Por: Gian Carlo Delgado Ramos
La noción de desarrollo suele asociarse casi exclusivamente al crecimiento económico, este último visto como precondición para cubrir las necesidades sociales. En la práctica, mientras la economía ha crecido más de 20 veces desde principios del siglo XX a la fecha (la población lo ha hecho en poco más de 4 veces), persisten miles de millones de personas aún sin sus necesidades más básicas cubiertas; desde alimentación, energía, agua o servicios de salud (alrededor de la mitad de la población mundial vive en pobreza o pobreza extrema).
Es claro, por tanto, que el sistema actual de producción fomenta un desarrollo desigual –estructural– entre los sujetos como entre las naciones. La división internacional del trabajo coloca así a los países pobres como espacios de triple función: (1) receptores de excedentes de capital de los países ricos, esto es en forma de inversión extranjera directa; (2) como reservas estratégicas de recursos naturales y fuerza de trabajo barata, y (3) como mercado de bienes de capital fabricados por las economías “desarrolladas” (maquinaria, maquinas–herramienta, etcétera).

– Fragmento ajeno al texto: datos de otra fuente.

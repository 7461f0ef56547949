//! Tier transports and writers for forgekeeper.
//!
//! This crate owns everything that touches a storage tier:
//!
//! - **Credentials**: capability-typed handles; the automated
//!   [`WriteCredential`] structurally cannot delete, the
//!   [`AdminCredential`] exists only out of band
//! - **Transports**: the [`RepoTransport`] trait with typed responses,
//!   an SSH-tunneled append-only repository client, and a WORM
//!   object-storage client with retention-lock headers
//! - **Writers**: [`TierWriter`] (push with retry/backoff) and
//!   [`ImmutableTierWriter`] (slow-cadence WORM export)

pub mod config;
pub mod credentials;
pub mod immutable;
pub mod local;
pub mod object_store;
pub mod ssh;
pub mod transport;
pub mod writer;

pub use config::RetryConfig;
pub use credentials::{AdminCredential, WriteCredential};
pub use immutable::{ExportReceipt, ImmutableTierWriter};
pub use local::LocalRepo;
pub use object_store::{ObjectMeta, ObjectStoreClient, WormTier};
pub use ssh::SshRepoClient;
pub use transport::{ArchiveEntry, DeleteAttempt, RepoInfo, RepoTransport};
pub use writer::{PushReceipt, TierWriter};
//! On-host staging tier backed by a plain directory.
//!
//! Layout: one directory per snapshot under the root, holding the
//! payload, the manifest, and a small metadata file. The staging tier
//! is mutable by design; it trusts the host it lives on and performs
//! no credential checks. Nothing unique lives here once a snapshot is
//! confirmed on a remote tier.

use std::path::{Path, PathBuf};

use async_trait::async_trait;
use chrono::{DateTime, Utc};
use serde::{Deserialize, Serialize};

use forgekeeper_core::hash::sha256_file;
use forgekeeper_core::{FkError, Manifest, Result, Snapshot, SnapshotId};

use crate::credentials::{AdminCredential, WriteCredential};
use crate::transport::{ArchiveEntry, DeleteAttempt, RepoInfo, RepoTransport};

const PAYLOAD_FILE: &str = "payload.bin";
const MANIFEST_FILE: &str = "manifest.json";
const META_FILE: &str = "meta.json";

#[derive(Serialize, Deserialize)]
struct StoredMeta {
    size_bytes: u64,
    checksum: String,
    stored_at: DateTime<Utc>,
}

/// Staging repository in a local directory.
pub struct LocalRepo {
    tier: String,
    root: PathBuf,
}

impl LocalRepo {
    /// Open (creating if needed) a staging repository at `root`.
    pub async fn open(tier: impl Into<String>, root: impl Into<PathBuf>) -> Result<Self> {
        let root = root.into();
        tokio::fs::create_dir_all(&root).await.map_err(|e| {
            FkError::Config(format!(
                "cannot create staging directory {}: {e}",
                root.display()
            ))
        })?;
        Ok(Self {
            tier: tier.into(),
            root,
        })
    }

    /// Directory the repository lives in
    #[must_use]
    pub fn root(&self) -> &Path {
        &self.root
    }

    fn archive_dir(&self, id: &SnapshotId) -> PathBuf {
        self.root.join(id.to_string())
    }

    async fn read_meta(&self, dir: &Path) -> Result<StoredMeta> {
        let raw = tokio::fs::read(dir.join(META_FILE)).await?;
        Ok(serde_json::from_slice(&raw)?)
    }

    async fn entries(&self) -> Result<Vec<ArchiveEntry>> {
        let mut dirents = tokio::fs::read_dir(&self.root).await?;
        let mut entries = Vec::new();
        while let Some(dirent) = dirents.next_entry().await? {
            let Ok(name) = dirent.file_name().into_string() else {
                continue;
            };
            let Ok(id) = name.parse::<SnapshotId>() else {
                // Not an archive directory; leave it alone.
                continue;
            };
            let meta = self.read_meta(&dirent.path()).await?;
            entries.push(ArchiveEntry {
                id,
                size_bytes: meta.size_bytes,
                checksum: meta.checksum,
            });
        }
        entries.sort_by(|a, b| a.id.cmp(&b.id));
        Ok(entries)
    }
}

#[async_trait]
impl RepoTransport for LocalRepo {
    fn tier_name(&self) -> &str {
        &self.tier
    }

    async fn ping(&self) -> Result<RepoInfo> {
        let entries = self.entries().await?;
        Ok(RepoInfo {
            archive_count: entries.len() as u64,
            total_bytes: entries.iter().map(|e| e.size_bytes).sum(),
            last_modified: entries.last().map(|e| e.id.created_at),
        })
    }

    async fn list_archives(&self, last: Option<usize>) -> Result<Vec<ArchiveEntry>> {
        let mut entries = self.entries().await?;
        if let Some(n) = last {
            let skip = entries.len().saturating_sub(n);
            entries.drain(..skip);
        }
        Ok(entries)
    }

    async fn create_archive(
        &self,
        _credential: &WriteCredential,
        snapshot: &Snapshot,
        payload: &[u8],
    ) -> Result<String> {
        let dir = self.archive_dir(&snapshot.id);
        tokio::fs::create_dir_all(&dir).await?;
        tokio::fs::write(dir.join(PAYLOAD_FILE), payload).await?;
        tokio::fs::write(
            dir.join(MANIFEST_FILE),
            serde_json::to_vec_pretty(&snapshot.manifest)?,
        )
        .await?;
        let meta = StoredMeta {
            size_bytes: payload.len() as u64,
            checksum: snapshot.checksum.clone(),
            stored_at: Utc::now(),
        };
        tokio::fs::write(dir.join(META_FILE), serde_json::to_vec_pretty(&meta)?).await?;
        Ok(dir.display().to_string())
    }

    async fn fetch_manifest(&self, id: &SnapshotId) -> Result<Manifest> {
        let raw = tokio::fs::read(self.archive_dir(id).join(MANIFEST_FILE))
            .await
            .map_err(|_| FkError::integrity(id.to_string(), "archive not found"))?;
        Ok(serde_json::from_slice(&raw)?)
    }

    async fn fetch_artifact(&self, id: &SnapshotId, _path: &str) -> Result<Vec<u8>> {
        tokio::fs::read(self.archive_dir(id).join(PAYLOAD_FILE))
            .await
            .map_err(|_| FkError::integrity(id.to_string(), "archive not found"))
    }

    async fn recompute_checksum(&self, id: &SnapshotId) -> Result<String> {
        sha256_file(&self.archive_dir(id).join(PAYLOAD_FILE)).await
    }

    async fn attempt_delete(
        &self,
        _credential: &WriteCredential,
        object: &str,
    ) -> Result<DeleteAttempt> {
        // Mutable by design: the staging tier honors deletes. The
        // enforcement probe is never pointed at this tier.
        let Ok(id) = object.parse::<SnapshotId>() else {
            return Ok(DeleteAttempt::Denied);
        };
        match tokio::fs::remove_dir_all(self.archive_dir(&id)).await {
            Ok(()) => Ok(DeleteAttempt::Deleted),
            Err(_) => Ok(DeleteAttempt::Denied),
        }
    }

    async fn admin_delete(&self, _credential: &AdminCredential, id: &SnapshotId) -> Result<()> {
        tokio::fs::remove_dir_all(self.archive_dir(id))
            .await
            .map_err(|_| FkError::integrity(id.to_string(), "archive not found"))
    }
}

#[cfg(test)]
mod tests {
    use super::*;
    use chrono::TimeZone;
    use forgekeeper_core::hash::sha256_bytes;

    fn snapshot(secs: i64, payload: &[u8]) -> Snapshot {
        Snapshot {
            id: SnapshotId::new("forge", Utc.timestamp_opt(secs, 0).unwrap()),
            size_bytes: payload.len() as u64,
            checksum: sha256_bytes(payload),
            manifest: Manifest::default(),
            tiers: Default::default(),
        }
    }

    #[tokio::test]
    async fn archives_round_trip_through_the_directory() {
        let dir = tempfile::tempdir().unwrap();
        let repo = LocalRepo::open("local", dir.path()).await.unwrap();
        let write = WriteCredential::from_token("w").unwrap();

        let snap = snapshot(1_000_000, b"staged");
        repo.create_archive(&write, &snap, b"staged").await.unwrap();

        let listed = repo.list_archives(None).await.unwrap();
        assert_eq!(listed.len(), 1);
        assert_eq!(listed[0].id, snap.id);

        let payload = repo.fetch_artifact(&snap.id, "data-archive.tar").await.unwrap();
        assert_eq!(payload, b"staged");

        // Recomputed checksum matches the recorded one.
        assert_eq!(
            repo.recompute_checksum(&snap.id).await.unwrap(),
            listed[0].checksum
        );
    }

    #[tokio::test]
    async fn staging_tier_honors_deletes() {
        let dir = tempfile::tempdir().unwrap();
        let repo = LocalRepo::open("local", dir.path()).await.unwrap();
        let write = WriteCredential::from_token("w").unwrap();
        let snap = snapshot(1_000_000, b"staged");
        repo.create_archive(&write, &snap, b"staged").await.unwrap();

        let outcome = repo
            .attempt_delete(&write, &snap.id.to_string())
            .await
            .unwrap();
        assert_eq!(outcome, DeleteAttempt::Deleted);
        assert!(repo.list_archives(None).await.unwrap().is_empty());
    }

    #[tokio::test]
    async fn foreign_directories_are_ignored() {
        let dir = tempfile::tempdir().unwrap();
        tokio::fs::create_dir(dir.path().join("lost+found")).await.unwrap();
        let repo = LocalRepo::open("local", dir.path()).await.unwrap();
        assert!(repo.list_archives(None).await.unwrap().is_empty());
    }
}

Tales funciones han precisamente conformado los planes nacionales de desarrollo (neoliberal) de nuestro país, avanzando con cada nuevo plan hacia una mayor subordinación de la economía a intereses económicos foráneos, pero también a los de los grupúsculos de poder nacional. El plan de desarrollo 2012–2018 del actual gobierno difícilmente será diferente. Es de esperarse, entre otras cuestiones, que se apueste por una continuidad en la captación de capitales foráneos, un avance en la presencia/injerencia de organismos internacionales y de programas de agencias de cooperación internacional, y una mayor privatización de los principales activos del país (como el petróleo, los minerales, el agua y la tierra misma); todo bajo la justificación de impulsar el crecimiento económico, el progreso y el desarrollo nacional.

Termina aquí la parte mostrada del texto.